A UPI account of the circumstances behind the photograph, which was published in May 1960 when Lopez was awarded the Pulitzer Prize, stated that Rodriguez's trial lasted two hours rather than four minutes (although deliberations afterwards lasted only a minute), and it made no mention of Ernesto “Che” Guevara, a Castro lieutenant, being personally involved in the case (although Guevara reviewed the appeals and firing squad sentences of those convicted as war criminals in post-revolutionary Cuba):

Andrew Lopez, veteran United Press International photographer, felt like crying when he took his Pulitzer Prize-winning photographs of a Cuban war criminal kneeling before a priest, with an impatient firing squad watching.

Lopez was awarded the prize for a series of four photographs of Cpl. Jose (Pepe Caliente) Rodriguez preparing to die.

"When you have a man kneeling, being given spiritual consolation by a priest who is holding a cross in his hand as the victim presses forward to kiss it, there's no question," Lopez said.

"It was packed with emotion. I felt like crying myself," he said.

Rodriguez was sentenced Jan. 17, 1959, after a two-hour trial in San Severino fortress near Matanzas, Cuba. The tribunal conferred for one minute before finding him guilty, Lopez said. Rodriguez was marched from the trial room and taken down a flight of stairs to the courtyard.

"When I saw him marching down the stairs I went in front of him and into this huge, open air, dungeon-like area," Lopez said. "I started to make pictures.

"When Pepe Caliente fell to his knees as a priest held up a cross for him to kiss, the scene was one that will be hard to forget. I honestly felt like crying ...

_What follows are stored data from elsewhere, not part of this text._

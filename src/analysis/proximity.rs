//! Proximity clusters: points linked, directly or through other points, by
//! pairs closer than the threshold.

use hashbrown::HashMap;

use crate::models::{Classification, ClassificationKind, Point, PointGroup};
use crate::spatial::PointIndex;

/// Disjoint sets over `0..n`. The root of a set is always its smallest member.
struct UnionFind {
    parent: Vec<usize>,
}

impl UnionFind {
    fn new(n: usize) -> Self {
        Self {
            parent: (0..n).collect(),
        }
    }

    fn find(&mut self, mut x: usize) -> usize {
        let mut root = x;
        while self.parent[root] != root {
            root = self.parent[root];
        }
        while self.parent[x] != root {
            let next = self.parent[x];
            self.parent[x] = root;
            x = next;
        }
        root
    }

    fn union(&mut self, a: usize, b: usize) {
        let (ra, rb) = (self.find(a), self.find(b));
        if ra != rb {
            let (low, high) = if ra < rb { (ra, rb) } else { (rb, ra) };
            self.parent[high] = low;
        }
    }
}

/// Cluster the unclassified located points and flag every cluster with more
/// than one member.
pub(super) fn flag_proximity(points: &mut [Point], threshold_m: f64) -> Vec<PointGroup> {
    let candidates: Vec<usize> = points
        .iter()
        .enumerate()
        .filter(|(_, p)| !p.is_classified() && p.has_location())
        .map(|(idx, _)| idx)
        .collect();

    let index = PointIndex::build(
        candidates
            .iter()
            .enumerate()
            .filter_map(|(slot, &idx)| points[idx].location.map(|l| (slot, l))),
    );

    let mut sets = UnionFind::new(candidates.len());
    for (slot, &idx) in candidates.iter().enumerate() {
        let Some(location) = points[idx].location else {
            continue;
        };
        for neighbour in index.within(&location, threshold_m) {
            if neighbour.index > slot {
                sets.union(slot, neighbour.index);
            }
        }
    }

    let mut clusters: HashMap<usize, Vec<usize>> = HashMap::new();
    let mut roots = Vec::new();
    for slot in 0..candidates.len() {
        let root = sets.find(slot);
        let members = clusters.entry(root).or_default();
        if members.is_empty() {
            roots.push(root);
        }
        members.push(candidates[slot]);
    }

    let mut groups = Vec::new();
    for root in roots {
        let Some(members) = clusters.remove(&root) else {
            continue;
        };
        if members.len() < 2 {
            continue;
        }
        for &idx in &members {
            points[idx].classify(Classification::proximity());
        }
        groups.push(PointGroup {
            key: format!("cluster-{}", groups.len() + 1),
            kind: ClassificationKind::Proximity,
            rows: members.iter().map(|&idx| points[idx].row).collect(),
        });
    }

    groups
}

#[cfg(test)]
mod tests {
    use super::*;
    use crate::models::GeoPoint;
    use crate::tabular::Row;

    fn located(row: usize, lat: f64, lon: f64) -> Point {
        Point::new(row, Some(GeoPoint::new(lat, lon)), Row::from_pairs([("id", row.to_string())]))
    }

    #[test]
    fn test_union_find_roots_are_smallest() {
        let mut sets = UnionFind::new(5);
        sets.union(4, 2);
        sets.union(2, 3);
        sets.union(3, 1);
        assert_eq!(sets.find(4), 1);
        assert_eq!(sets.find(0), 0);
    }

    #[test]
    fn test_chain_forms_one_cluster() {
        // ~11 m steps along a meridian; ends are ~22 m apart
        let mut points = vec![
            located(1, 0.0, 0.0),
            located(2, 0.0001, 0.0),
            located(3, 0.0002, 0.0),
            located(4, 1.0, 1.0),
        ];
        let groups = flag_proximity(&mut points, 15.0);

        assert_eq!(groups.len(), 1);
        assert_eq!(groups[0].key, "cluster-1");
        assert_eq!(groups[0].rows, vec![1, 2, 3]);
        assert_eq!(points[2].kind(), Some(ClassificationKind::Proximity));
        assert!(!points[3].is_classified());
    }

    #[test]
    fn test_threshold_below_distance() {
        let mut points = vec![located(1, 0.0, 0.0), located(2, 0.0001, 0.0)];
        assert!(flag_proximity(&mut points, 10.0).is_empty());
        assert_eq!(flag_proximity(&mut points, 12.0).len(), 1);
    }

    #[test]
    fn test_separate_clusters_numbered_in_row_order() {
        let mut points = vec![
            located(1, 10.0, 10.0),
            located(2, 0.0, 0.0),
            located(3, 10.00005, 10.0),
            located(4, 0.00005, 0.0),
        ];
        let groups = flag_proximity(&mut points, 10.0);
        assert_eq!(groups.len(), 2);
        assert_eq!(groups[0].rows, vec![1, 3]);
        assert_eq!(groups[1].rows, vec![2, 4]);
        assert_eq!(groups[1].key, "cluster-2");
    }

    #[test]
    fn test_flagged_points_are_ignored() {
        let mut dup = located(1, 0.0, 0.0);
        dup.classify(Classification::duplicate());
        let mut points = vec![dup, located(2, 0.00005, 0.0)];
        assert!(flag_proximity(&mut points, 100.0).is_empty());
        assert_eq!(points[0].kind(), Some(ClassificationKind::Duplicate));
    }
}
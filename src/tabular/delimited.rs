//! CSV import/export.

use std::fs;
use std::path::Path;

use csv::{ReaderBuilder, Trim, WriterBuilder};
use tracing::debug;

use super::{report_columns, ReportRow, Table};
use crate::error::Result;

/// Read a CSV file, auto-detecting `,` or `;` as the delimiter.
pub fn read_csv(path: &Path) -> Result<Table> {
    let bytes = fs::read(path)?;
    let content = String::from_utf8_lossy(&bytes);
    read_csv_str(&content)
}

/// Parse CSV text, auto-detecting `,` or `;` as the delimiter.
pub fn read_csv_str(content: &str) -> Result<Table> {
    let content = content.trim_start_matches('\u{feff}').trim();
    if content.is_empty() {
        return Ok(Table::default());
    }

    let delimiter = sniff_delimiter(content);
    debug!("Using CSV delimiter {:?}", delimiter as char);

    let mut reader = ReaderBuilder::new()
        .has_headers(true)
        .delimiter(delimiter)
        .flexible(true)
        .trim(Trim::All)
        .from_reader(content.as_bytes());

    let headers: Vec<String> = reader.headers()?.iter().map(String::from).collect();

    let mut records = Vec::new();
    for result in reader.records() {
        let record = result?;
        records.push(record.iter().map(String::from).collect());
    }

    Ok(Table::from_records(headers, records))
}

/// Pick `;` when the header line holds more semicolons than commas,
/// otherwise `,`.
pub fn sniff_delimiter(content: &str) -> u8 {
    let header = content.lines().next().unwrap_or("");
    let semicolons = header.matches(';').count();
    let commas = header.matches(',').count();

    if semicolons > commas {
        b';'
    } else {
        b','
    }
}

/// Write report rows as CSV. Columns are the union of keys in first-seen order.
pub fn write_csv(rows: &[ReportRow], path: &Path) -> Result<()> {
    let columns = report_columns(rows);
    let mut writer = WriterBuilder::new().from_path(path)?;

    writer.write_record(&columns)?;
    for row in rows {
        let record: Vec<String> = columns
            .iter()
            .map(|column| {
                row.iter()
                    .find(|(name, _)| name == column)
                    .map(|(_, cell)| cell.to_text())
                    .unwrap_or_default()
            })
            .collect();
        writer.write_record(&record)?;
    }
    writer.flush()?;
    Ok(())
}
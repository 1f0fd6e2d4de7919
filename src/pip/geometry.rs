//! Boundary geometry assembly from OSM relations.

use std::io::{Read, Seek};

use geo::{Coord, LineString, MultiPolygon, Polygon};
use hashbrown::{HashMap, HashSet};
use osmpbfreader::{NodeId, OsmId, OsmObj, OsmPbfReader, RelationId, Tags, WayId};
use tracing::info;

use crate::error::Result;

/// Node coordinates and way members needed to build the selected relations.
///
/// Only the nodes of outer ways of matching relations are kept in memory,
/// which stays small for state and city boundaries of a regional extract.
pub struct GeometryResolver {
    nodes: HashMap<NodeId, Coord<f64>>,
    way_nodes: HashMap<WayId, Vec<NodeId>>,
    relation_ways: HashMap<RelationId, Vec<WayId>>,
}

impl GeometryResolver {
    /// Scan the file three times: relations, then their ways, then their nodes.
    pub fn build<R, F>(reader: &mut OsmPbfReader<R>, filter: F) -> Result<Self>
    where
        R: Read + Seek,
        F: Fn(&Tags) -> bool,
    {
        info!("Pass 1/3: selecting boundary relations...");
        reader.rewind()?;
        let mut relation_ways = HashMap::new();
        let mut wanted_ways = HashSet::new();
        for obj in reader.iter() {
            let OsmObj::Relation(rel) = obj? else {
                continue;
            };
            if !filter(&rel.tags) {
                continue;
            }
            let ways: Vec<WayId> = rel
                .refs
                .iter()
                .filter(|m| m.role == "outer" || m.role == "")
                .filter_map(|m| match m.member {
                    OsmId::Way(id) => Some(id),
                    _ => None,
                })
                .collect();
            wanted_ways.extend(ways.iter().copied());
            relation_ways.insert(rel.id, ways);
        }
        info!("Selected {} relations", relation_ways.len());

        info!("Pass 2/3: collecting member ways...");
        reader.rewind()?;
        let mut way_nodes = HashMap::new();
        let mut wanted_nodes = HashSet::new();
        for obj in reader.iter() {
            let OsmObj::Way(way) = obj? else {
                continue;
            };
            if wanted_ways.contains(&way.id) {
                wanted_nodes.extend(way.nodes.iter().copied());
                way_nodes.insert(way.id, way.nodes);
            }
        }
        info!(
            "Collected {} ways referencing {} nodes",
            way_nodes.len(),
            wanted_nodes.len()
        );

        info!("Pass 3/3: reading node coordinates...");
        reader.rewind()?;
        let mut nodes = HashMap::with_capacity(wanted_nodes.len());
        for obj in reader.iter() {
            let OsmObj::Node(node) = obj? else {
                continue;
            };
            if wanted_nodes.contains(&node.id) {
                nodes.insert(
                    node.id,
                    Coord {
                        x: node.lon(),
                        y: node.lat(),
                    },
                );
            }
        }
        info!("Stored {} node coordinates", nodes.len());

        Ok(Self {
            nodes,
            way_nodes,
            relation_ways,
        })
    }

    /// Outer rings of a relation, merged into polygons.
    pub fn resolve_relation(&self, id: RelationId) -> Option<MultiPolygon<f64>> {
        let segments: Vec<Vec<Coord<f64>>> = self
            .relation_ways
            .get(&id)?
            .iter()
            .filter_map(|way| self.way_nodes.get(way))
            .map(|nodes| {
                nodes
                    .iter()
                    .filter_map(|n| self.nodes.get(n).copied())
                    .collect::<Vec<_>>()
            })
            .filter(|coords| coords.len() >= 2)
            .collect();

        let polygons = assemble_rings(segments);
        if polygons.is_empty() {
            None
        } else {
            Some(MultiPolygon::new(polygons))
        }
    }
}

/// Chain open way segments end to end into closed rings.
///
/// Segments may arrive in any order and direction. Chains that cannot be
/// closed with at least three distinct vertices are dropped.
pub fn assemble_rings(segments: Vec<Vec<Coord<f64>>>) -> Vec<Polygon<f64>> {
    let mut pending = segments;
    let mut polygons = Vec::new();

    while let Some(mut chain) = pending.pop() {
        while !is_closed(&chain) {
            let Some((pos, extended)) = pending
                .iter()
                .enumerate()
                .find_map(|(pos, segment)| join(&chain, segment).map(|c| (pos, c)))
            else {
                break;
            };
            pending.swap_remove(pos);
            chain = extended;
        }

        if let Some(polygon) = close_ring(chain) {
            polygons.push(polygon);
        }
    }

    polygons
}

fn is_closed(chain: &[Coord<f64>]) -> bool {
    chain.len() >= 4 && chain.first() == chain.last()
}

/// Attach `segment` to either end of `chain`, reversing it when needed.
fn join(chain: &[Coord<f64>], segment: &[Coord<f64>]) -> Option<Vec<Coord<f64>>> {
    let (first, last) = (chain.first()?, chain.last()?);
    let (seg_first, seg_last) = (segment.first()?, segment.last()?);

    let mut joined = Vec::with_capacity(chain.len() + segment.len());
    if last == seg_first {
        joined.extend_from_slice(chain);
        joined.extend_from_slice(&segment[1..]);
    } else if last == seg_last {
        joined.extend_from_slice(chain);
        joined.extend(segment.iter().rev().skip(1));
    } else if first == seg_last {
        joined.extend_from_slice(segment);
        joined.extend_from_slice(&chain[1..]);
    } else if first == seg_first {
        joined.extend(segment.iter().rev());
        joined.extend_from_slice(&chain[1..]);
    } else {
        return None;
    }
    Some(joined)
}

fn close_ring(mut chain: Vec<Coord<f64>>) -> Option<Polygon<f64>> {
    if chain.len() < 3 {
        return None;
    }
    if chain.first() != chain.last() {
        // Open chains (segments missing from the extract) are not guessed at
        return None;
    }
    if chain.len() < 4 {
        return None;
    }
    chain.shrink_to_fit();
    Some(Polygon::new(LineString::new(chain), vec![]))
}
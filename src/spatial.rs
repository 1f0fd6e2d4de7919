//! R-tree over point locations for radius queries.
//!
//! Locations are projected to earth-centred cartesian coordinates so that a
//! euclidean ball query returns a superset of the haversine neighbourhood.
//! Every hit is then re-checked with the exact haversine distance, so results
//! are identical to a full pairwise scan.

use rstar::{PointDistance, RTree, RTreeObject, AABB};
use tracing::debug;

use crate::distance::{haversine, to_ecef};
use crate::models::GeoPoint;

/// Extra search radius covering floating-point error in the projection
const CHORD_SLACK_M: f64 = 1e-3;

/// Wrapper for R-tree indexing of a located point
#[derive(Debug, Clone)]
struct IndexedPoint {
    /// Caller-side position (e.g. index into the dataset's points)
    index: usize,
    location: GeoPoint,
    position: [f64; 3],
}

impl RTreeObject for IndexedPoint {
    type Envelope = AABB<[f64; 3]>;

    fn envelope(&self) -> Self::Envelope {
        AABB::from_point(self.position)
    }
}

impl PointDistance for IndexedPoint {
    fn distance_2(&self, point: &[f64; 3]) -> f64 {
        self.position
            .iter()
            .zip(point.iter())
            .map(|(a, b)| (a - b) * (a - b))
            .sum()
    }
}

/// Spatial index over located points
pub struct PointIndex {
    tree: RTree<IndexedPoint>,
}

/// One radius query hit
#[derive(Debug, Clone, Copy, PartialEq)]
pub struct Neighbour {
    pub index: usize,
    pub distance_m: f64,
}

impl PointIndex {
    /// Build the index from `(index, location)` pairs.
    pub fn build<I>(points: I) -> Self
    where
        I: IntoIterator<Item = (usize, GeoPoint)>,
    {
        let indexed: Vec<IndexedPoint> = points
            .into_iter()
            .map(|(index, location)| IndexedPoint {
                index,
                location,
                position: to_ecef(&location),
            })
            .collect();

        let tree = RTree::bulk_load(indexed);
        debug!("Point index built with {} entries", tree.size());
        Self { tree }
    }

    /// Every indexed point within `radius_m` (haversine, inclusive) of
    /// `center`, in ascending index order.
    pub fn within(&self, center: &GeoPoint, radius_m: f64) -> Vec<Neighbour> {
        let query = to_ecef(center);
        let search = radius_m + CHORD_SLACK_M;

        let mut hits: Vec<Neighbour> = self
            .tree
            .locate_within_distance(query, search * search)
            .filter_map(|ip| {
                let distance_m = haversine(center, &ip.location);
                (distance_m <= radius_m).then_some(Neighbour {
                    index: ip.index,
                    distance_m,
                })
            })
            .collect();

        hits.sort_by_key(|n| n.index);
        hits
    }

    pub fn len(&self) -> usize {
        self.tree.size()
    }

    pub fn is_empty(&self) -> bool {
        self.tree.size() == 0
    }
}
//! Nominatim client for forward and reverse geocoding.

use std::time::Duration;

use reqwest::Client;
use serde::Deserialize;
use tracing::{debug, warn};
use url::Url;

use super::{ForwardGeocoder, ReverseGeocoder, ReversePlace};
use crate::config::GeocoderConfig;
use crate::error::{Error, GeocodeError, Result};
use crate::models::GeoPoint;

/// HTTP client for a Nominatim instance.
///
/// Makes one request per call. Pacing between calls is the batch loop's job.
#[derive(Clone)]
pub struct NominatimClient {
    client: Client,
    base_url: Url,
    language: String,
}

#[derive(Debug, Deserialize)]
struct SearchHit {
    lat: String,
    lon: String,
}

#[derive(Debug, Deserialize)]
struct ReverseResponse {
    #[serde(default)]
    address: Option<ReverseAddress>,
}

#[derive(Debug, Deserialize)]
struct ReverseAddress {
    state: Option<String>,
    city: Option<String>,
    town: Option<String>,
    village: Option<String>,
}

impl NominatimClient {
    pub fn new(config: &GeocoderConfig) -> Result<Self> {
        let mut base_url = Url::parse(&config.nominatim_url).map_err(|e| {
            Error::InvalidConfig(format!(
                "invalid Nominatim URL '{}': {}",
                config.nominatim_url, e
            ))
        })?;
        // Url::join replaces the last path segment unless the path ends with '/'
        if !base_url.path().ends_with('/') {
            let path = format!("{}/", base_url.path());
            base_url.set_path(&path);
        }

        let client = Client::builder()
            .user_agent(config.user_agent.as_str())
            .timeout(Duration::from_secs(config.timeout_secs))
            .build()
            .map_err(|e| Error::InvalidConfig(format!("failed to create HTTP client: {}", e)))?;

        Ok(Self {
            client,
            base_url,
            language: config.language.clone(),
        })
    }

    fn endpoint(&self, path: &str, params: &[(&str, &str)]) -> std::result::Result<Url, GeocodeError> {
        let mut url = self
            .base_url
            .join(path)
            .map_err(|e| GeocodeError::InvalidResponse(format!("bad endpoint '{}': {}", path, e)))?;
        if !params.is_empty() {
            url.query_pairs_mut().extend_pairs(params);
        }
        Ok(url)
    }

    fn search_url(&self, address: &str) -> std::result::Result<Url, GeocodeError> {
        self.endpoint("search", &[("format", "json"), ("q", address), ("limit", "1")])
    }

    fn reverse_url(&self, location: GeoPoint) -> std::result::Result<Url, GeocodeError> {
        let lat = location.lat.to_string();
        let lon = location.lon.to_string();
        self.endpoint(
            "reverse",
            &[
                ("format", "jsonv2"),
                ("lat", lat.as_str()),
                ("lon", lon.as_str()),
                ("accept-language", self.language.as_str()),
            ],
        )
    }

    /// `GET /search?format=json&q=...&limit=1`
    pub async fn search(&self, address: &str) -> std::result::Result<Option<GeoPoint>, GeocodeError> {
        let url = self.search_url(address)?;
        debug!("Nominatim search: {}", address);

        let response = self.client.get(url).send().await?;

        let status = response.status();
        if !status.is_success() {
            return Err(GeocodeError::Status(status.as_u16()));
        }

        let body = response.text().await?;
        parse_search(&body)
    }

    /// `GET /reverse?format=jsonv2&lat=..&lon=..&accept-language=..`
    ///
    /// A non-success status yields an empty place instead of an error.
    /// Transport failures, timeouts and unparseable bodies are still returned
    /// as `Err`; the analysis records those points as verification errors
    /// rather than treating them as an unknown place.
    pub async fn reverse(&self, location: GeoPoint) -> std::result::Result<ReversePlace, GeocodeError> {
        let url = self.reverse_url(location)?;
        debug!("Nominatim reverse: ({}, {})", location.lat, location.lon);

        let response = self.client.get(url).send().await?;

        let status = response.status();
        if !status.is_success() {
            warn!(
                "Reverse geocoding failed with status {} for ({}, {})",
                status, location.lat, location.lon
            );
            return Ok(ReversePlace::default());
        }

        let body = response.text().await?;
        parse_reverse(&body)
    }
}

impl ForwardGeocoder for NominatimClient {
    async fn geocode(&self, address: &str) -> std::result::Result<Option<GeoPoint>, GeocodeError> {
        self.search(address).await
    }
}

impl ReverseGeocoder for NominatimClient {
    async fn reverse_geocode(
        &self,
        location: GeoPoint,
    ) -> std::result::Result<ReversePlace, GeocodeError> {
        self.reverse(location).await
    }
}

fn parse_search(body: &str) -> std::result::Result<Option<GeoPoint>, GeocodeError> {
    let hits: Vec<SearchHit> = serde_json::from_str(body)
        .map_err(|e| GeocodeError::InvalidResponse(format!("search response: {}", e)))?;

    let Some(hit) = hits.into_iter().next() else {
        return Ok(None);
    };

    let lat = hit.lat.trim().parse::<f64>();
    let lon = hit.lon.trim().parse::<f64>();
    match (lat, lon) {
        (Ok(lat), Ok(lon)) if lat.is_finite() && lon.is_finite() => Ok(Some(GeoPoint::new(lat, lon))),
        _ => Err(GeocodeError::InvalidResponse(format!(
            "unparseable coordinates '{}', '{}'",
            hit.lat, hit.lon
        ))),
    }
}

fn parse_reverse(body: &str) -> std::result::Result<ReversePlace, GeocodeError> {
    let response: ReverseResponse = serde_json::from_str(body)
        .map_err(|e| GeocodeError::InvalidResponse(format!("reverse response: {}", e)))?;

    let Some(address) = response.address else {
        return Ok(ReversePlace::default());
    };

    Ok(ReversePlace {
        state: address.state,
        city: address.city.or(address.town).or(address.village),
    })
}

"While all this was going on, the firing squad in the background impatiently was waiting for this scene to end so they could perform their duty."

The condemned man received a 24-hour stay just before sentence was to be carried out, but he was shot the next day.

Sources

Smith, Scott T.   "UPI Pulitzer Prizes: The Stories Behind the Pictures and Words."     UPI.   7 November 2016.

UPI.   "Felt Like Crying as He Snapped Photos of Cuban About to Die."     St. Louis Post-Dispatch.   3 May 1960   (p. 31).